AIDE JURIDICTIONNELLE ET ASSURANCE PROTECTION JURIDIQUE : UNE VICTOIRE MAIS IL FAUT CONTINUER
29/10/2015
Peut-on faire l’économie des juges et d’un service ordonné de justice?
L'aide juridictionnelle fait l’objet, depuis des années, de nombreuses critiques du fait d’une part de sa difficulté d’accès pour le justiciable et d’autre part de la maigre rétribution qu’elle offre aux auxiliaires de justice.
L’assurance protection juridique est-elle la panacée ?
Cette aide consiste, pour les personnes ayant de faibles revenus, à bénéficier d'une prise en charge par l'État de la rétribution des auxiliaires de justice (avocat, huissier, experts, notaires,...).
L’aide prend également en compte des frais de justice (expertise, enquête sociale, médiation familiale...).
Critiques donc :
- Du point de vue du justiciable, le niveau de ressources pour en bénéficier serait trop bas, les démarches trop complexes, etc…
- Les avocats, de leur côté, jugent parfois la rétribution insuffisante.
Dans l'article Aide juridictionnelle et honoraires d'avocat : combien paye l'État ?, publié sur Legavox en 2009, on retrouve l'affirmation d'un montant de rétribution aujourd'hui fortement contesté par les avocats : « malgré la complexification des procédures et les frais élevés que cela entraîne, la valeur de l'UV (Unité de Valeur) n'a quasiment pas été modifié depuis sa création […] ce qui aboutit parfois à des montant de 400€ pour des procédures correctionnelles qui demandent plusieurs dizaines d'heures de travail à l'avocat, notamment pour les gardes à vue, les visites en détention, les très nombreux déplacements au Palais pour consulter le dossier, voir le juge d'instruction, sans compter tous les incidents de procédure ».
Nous poserons de prime abord l’idée que les plafonds pour bénéficier de l’aide juridictionnelle n’ont pas été abaissés et que l’Etat tente de faire peser la charge sur le secteur privé en particulier les assurances…
Pourtant, il faut garantir au justiciable une défense de qualité.
Un barème existe et a, au moins, le mérite de la précision.
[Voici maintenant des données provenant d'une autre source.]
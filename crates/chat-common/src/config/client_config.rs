//! Client configuration structs
//!
//! Loads configuration from environment variables (and a `.env` file if present).

use chat_core::Intents;
use std::env;
use std::fmt;
use std::num::NonZeroU32;
use std::str::FromStr;
use std::time::Duration;

/// Main client configuration
#[derive(Clone)]
pub struct ClientConfig {
    /// Bot token used for both the gateway and the REST API
    pub token: String,
    /// Verbose logging; selects the development tracing preset
    pub debug: bool,
    pub gateway: GatewayConfig,
    pub rest: RestConfig,
}

impl fmt::Debug for ClientConfig {
    fn fmt(&self, f: &mut fmt::Formatter<'_>) -> fmt::Result {
        f.debug_struct("ClientConfig")
            .field("token", &"<redacted>")
            .field("debug", &self.debug)
            .field("gateway", &self.gateway)
            .field("rest", &self.rest)
            .finish()
    }
}

/// Gateway connection and sharding configuration
#[derive(Debug, Clone)]
pub struct GatewayConfig {
    /// Default entry address (without query string)
    pub url: String,
    /// Gateway protocol version
    pub version: u8,
    /// Capability flags sent with Identify
    pub intents: Intents,
    /// Member count above which guilds are sent without offline members
    pub large_threshold: u16,
    /// Total shard count; `None` means ask the API for the recommended count
    pub shard_count: Option<u32>,
    /// Explicit subset of shard indices to run; `None` means all of them
    pub shard_ids: Option<Vec<u32>>,
    /// Delay between two consecutive shard spawns
    pub spawn_delay: Duration,
    /// Maximum reconnect attempts before a connection gives up
    pub max_reconnect_attempts: u32,
    pub backoff: BackoffConfig,
    /// Report exhausted reconnects as fatal (`Destroyed`) instead of `Disconnected`
    pub exhausted_is_fatal: bool,
    /// Respawn connections that are destroyed unexpectedly
    pub auto_respawn: bool,
    pub properties: ClientProperties,
}

impl GatewayConfig {
    /// Build the connection address for `base` with version and encoding query
    #[must_use]
    pub fn connect_url(&self, base: &str) -> String {
        format!(
            "{}/?v={}&encoding=json",
            base.trim_end_matches('/'),
            self.version
        )
    }
}

impl Default for GatewayConfig {
    fn default() -> Self {
        Self {
            url: default_gateway_url(),
            version: DEFAULT_VERSION,
            intents: Intents::default(),
            large_threshold: default_large_threshold(),
            shard_count: None,
            shard_ids: None,
            spawn_delay: Duration::from_millis(default_spawn_delay_ms()),
            max_reconnect_attempts: default_max_reconnect_attempts(),
            backoff: BackoffConfig::default(),
            exhausted_is_fatal: false,
            auto_respawn: false,
            properties: ClientProperties::default(),
        }
    }
}

/// Reconnect backoff parameters
///
/// `delay = min(base * 2^attempt, cap) + uniform(0, delay * jitter)`
#[derive(Debug, Clone, Copy, PartialEq)]
pub struct BackoffConfig {
    pub base: Duration,
    pub cap: Duration,
    /// Fraction of the delay added as random jitter (0.0 disables jitter)
    pub jitter: f64,
}

impl Default for BackoffConfig {
    fn default() -> Self {
        Self {
            base: Duration::from_secs(1),
            cap: Duration::from_secs(300),
            jitter: 0.1,
        }
    }
}

/// Client metadata sent with Identify
#[derive(Debug, Clone, PartialEq, Eq)]
pub struct ClientProperties {
    pub os: String,
    pub browser: String,
    pub device: String,
}

impl Default for ClientProperties {
    fn default() -> Self {
        Self {
            os: env::consts::OS.to_string(),
            browser: default_client_name(),
            device: default_client_name(),
        }
    }
}

/// REST scheduler configuration
#[derive(Debug, Clone)]
pub struct RestConfig {
    /// API root without version segment
    pub base_url: String,
    /// API version appended to the base address
    pub version: u8,
    /// Maximum number of queued calls per bucket
    pub max_queue_size: usize,
    /// Maximum time a call may wait in its queue before being dispatched
    pub max_queue_wait: Duration,
    /// Retry budget for throttled (429) calls
    pub max_retries: u32,
    /// Transport timeout for a single HTTP call
    pub request_timeout: Duration,
    /// Client-side ceiling on requests per second across all buckets
    pub global_requests_per_second: Option<NonZeroU32>,
    /// How often expired, idle buckets are reaped
    pub cleanup_interval: Duration,
    pub user_agent: String,
}

impl RestConfig {
    /// Versioned base address, e.g. `https://discord.com/api/v10`
    #[must_use]
    pub fn versioned_base_url(&self) -> String {
        format!("{}/v{}", self.base_url.trim_end_matches('/'), self.version)
    }
}

impl Default for RestConfig {
    fn default() -> Self {
        Self {
            base_url: default_api_url(),
            version: DEFAULT_VERSION,
            max_queue_size: default_max_queue_size(),
            max_queue_wait: Duration::from_millis(default_max_queue_wait_ms()),
            max_retries: default_max_retries(),
            request_timeout: Duration::from_millis(default_request_timeout_ms()),
            global_requests_per_second: NonZeroU32::new(default_global_requests_per_second()),
            cleanup_interval: Duration::from_millis(default_cleanup_interval_ms()),
            user_agent: default_user_agent(),
        }
    }
}

const DEFAULT_VERSION: u8 = 10;

// Default value functions
fn default_gateway_url() -> String {
    "wss://gateway.discord.gg".to_string()
}

fn default_api_url() -> String {
    "https://discord.com/api".to_string()
}

fn default_client_name() -> String {
    "chat-client".to_string()
}

fn default_user_agent() -> String {
    format!("DiscordBot (chat-client, {})", env!("CARGO_PKG_VERSION"))
}

fn default_large_threshold() -> u16 {
    250
}

fn default_spawn_delay_ms() -> u64 {
    5000
}

fn default_max_reconnect_attempts() -> u32 {
    10
}

fn default_max_queue_size() -> usize {
    100
}

fn default_max_queue_wait_ms() -> u64 {
    60_000
}

fn default_max_retries() -> u32 {
    3
}

fn default_request_timeout_ms() -> u64 {
    15_000
}

fn default_global_requests_per_second() -> u32 {
    50
}

fn default_cleanup_interval_ms() -> u64 {
    60_000
}

/// Read and parse an optional environment variable
fn parse_var<T: FromStr>(name: &'static str) -> Result<Option<T>, ConfigError> {
    match env::var(name) {
        Ok(raw) if raw.trim().is_empty() => Ok(None),
        Ok(raw) => raw
            .trim()
            .parse()
            .map(Some)
            .map_err(|_| ConfigError::InvalidValue(name, raw)),
        Err(_) => Ok(None),
    }
}

fn parse_bool(name: &'static str) -> Result<Option<bool>, ConfigError> {
    match env::var(name) {
        Ok(raw) => match raw.trim().to_lowercase().as_str() {
            "" => Ok(None),
            "1" | "true" | "yes" | "on" => Ok(Some(true)),
            "0" | "false" | "no" | "off" => Ok(Some(false)),
            _ => Err(ConfigError::InvalidValue(name, raw)),
        },
        Err(_) => Ok(None),
    }
}

fn parse_list(name: &'static str) -> Result<Option<Vec<u32>>, ConfigError> {
    match env::var(name) {
        Ok(raw) if raw.trim().is_empty() => Ok(None),
        Ok(raw) => raw
            .split(',')
            .map(str::trim)
            .filter(|s| !s.is_empty())
            .map(str::parse)
            .collect::<Result<Vec<u32>, _>>()
            .map(Some)
            .map_err(|_| ConfigError::InvalidValue(name, raw)),
        Err(_) => Ok(None),
    }
}

impl ClientConfig {
    /// Create a configuration with defaults for everything but the token
    #[must_use]
    pub fn new(token: impl Into<String>) -> Self {
        Self {
            token: token.into(),
            debug: false,
            gateway: GatewayConfig::default(),
            rest: RestConfig::default(),
        }
    }

    /// Load configuration from environment variables
    ///
    /// # Errors
    /// Returns an error if `CHAT_TOKEN` is missing or a value fails to parse
    pub fn from_env() -> Result<Self, ConfigError> {
        // Load .env file if present (ignore errors if not found)
        let _ = dotenvy::dotenv();

        let token = env::var("CHAT_TOKEN").map_err(|_| ConfigError::MissingVar("CHAT_TOKEN"))?;

        let gateway_defaults = GatewayConfig::default();
        let backoff_defaults = BackoffConfig::default();
        let rest_defaults = RestConfig::default();

        let jitter = parse_var::<f64>("GATEWAY_BACKOFF_JITTER")?.unwrap_or(backoff_defaults.jitter);
        if !(0.0..=1.0).contains(&jitter) {
            return Err(ConfigError::InvalidValue(
                "GATEWAY_BACKOFF_JITTER",
                jitter.to_string(),
            ));
        }

        let shard_count = parse_var::<u32>("GATEWAY_SHARD_COUNT")?;
        if shard_count == Some(0) {
            return Err(ConfigError::InvalidValue("GATEWAY_SHARD_COUNT", "0".to_string()));
        }

        let global_ceiling = parse_var::<u32>("REST_GLOBAL_REQUESTS_PER_SECOND")?;
        let global_requests_per_second = match global_ceiling {
            Some(value) => NonZeroU32::new(value),
            None => rest_defaults.global_requests_per_second,
        };

        Ok(Self {
            token,
            debug: parse_bool("CHAT_DEBUG")?.unwrap_or(false),
            gateway: GatewayConfig {
                url: env::var("GATEWAY_URL").unwrap_or(gateway_defaults.url),
                version: parse_var("GATEWAY_VERSION")?.unwrap_or(gateway_defaults.version),
                intents: parse_var::<u64>("GATEWAY_INTENTS")?
                    .map_or(gateway_defaults.intents, Intents::from_bits_retain),
                large_threshold: parse_var("GATEWAY_LARGE_THRESHOLD")?
                    .unwrap_or(gateway_defaults.large_threshold),
                shard_count,
                shard_ids: parse_list("GATEWAY_SHARD_IDS")?,
                spawn_delay: parse_var("GATEWAY_SPAWN_DELAY_MS")?
                    .map_or(gateway_defaults.spawn_delay, Duration::from_millis),
                max_reconnect_attempts: parse_var("GATEWAY_MAX_RECONNECT_ATTEMPTS")?
                    .unwrap_or(gateway_defaults.max_reconnect_attempts),
                backoff: BackoffConfig {
                    base: parse_var("GATEWAY_BACKOFF_BASE_MS")?
                        .map_or(backoff_defaults.base, Duration::from_millis),
                    cap: parse_var("GATEWAY_BACKOFF_CAP_MS")?
                        .map_or(backoff_defaults.cap, Duration::from_millis),
                    jitter,
                },
                exhausted_is_fatal: parse_bool("GATEWAY_EXHAUSTED_IS_FATAL")?
                    .unwrap_or(gateway_defaults.exhausted_is_fatal),
                auto_respawn: parse_bool("GATEWAY_AUTO_RESPAWN")?
                    .unwrap_or(gateway_defaults.auto_respawn),
                properties: gateway_defaults.properties,
            },
            rest: RestConfig {
                base_url: env::var("REST_BASE_URL").unwrap_or(rest_defaults.base_url),
                version: parse_var("REST_VERSION")?.unwrap_or(rest_defaults.version),
                max_queue_size: parse_var("REST_MAX_QUEUE_SIZE")?
                    .unwrap_or(rest_defaults.max_queue_size),
                max_queue_wait: parse_var("REST_MAX_QUEUE_WAIT_MS")?
                    .map_or(rest_defaults.max_queue_wait, Duration::from_millis),
                max_retries: parse_var("REST_MAX_RETRIES")?.unwrap_or(rest_defaults.max_retries),
                request_timeout: parse_var("REST_REQUEST_TIMEOUT_MS")?
                    .map_or(rest_defaults.request_timeout, Duration::from_millis),
                global_requests_per_second,
                cleanup_interval: parse_var("REST_CLEANUP_INTERVAL_MS")?
                    .map_or(rest_defaults.cleanup_interval, Duration::from_millis),
                user_agent: env::var("REST_USER_AGENT").unwrap_or(rest_defaults.user_agent),
            },
        })
    }
}

/// Configuration errors
#[derive(Debug, thiserror::Error)]
pub enum ConfigError {
    #[error("Missing required environment variable: {0}")]
    MissingVar(&'static str),

    #[error("Invalid value for {0}: {1}")]
    InvalidValue(&'static str, String),
}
L'article 90 du décret n°91-1266 du 19 décembre 1991 portant application de la loi n° 91-647 du 10 juillet 1991 relative à l'aide juridique précise ce tarif pour chaque intervention de l’avocat au civil comme au pénal.
Après les âpres négociations successives, la problématique a été prise en considération.
Régulièrement les avocats se font entendre :
Le barème a été complété par une note du 15 avril 2015 présentant les dispositions du décret n°2015-271 du 11 Mars 2015 qui a modifié cet article 90
Ce document demanderait une analyse du type politique tant certaines prestations sont faiblement défrayées…
Comme si le gouvernement ne souhaitait pas encourager certaines défenses très mal défrayées, par exemple « Assistance d’une personne déférée devant le procureur général et présentée au premier président en exécution d’un mandat d’arrêt européen ou d’une demande d’extradition, la rémunération est de 5 unités de valeur pour 25, 90 euros l’UV, soit 129, 50 euros… !
Or, l'avocat individuel ne fait pas le même métier que l'avocat de compagnie d'assurance ou que l'avocat au sein d'un groupe. Il doit supporter les des charges qui parfois lui donnent « le blues » et supporter également la déjudiciarisation : pour aller devant la Cour d’Appel il doit supporter parfois des coûts de transport pour des distances pouvant aller jusqu’à 400 kilomètres.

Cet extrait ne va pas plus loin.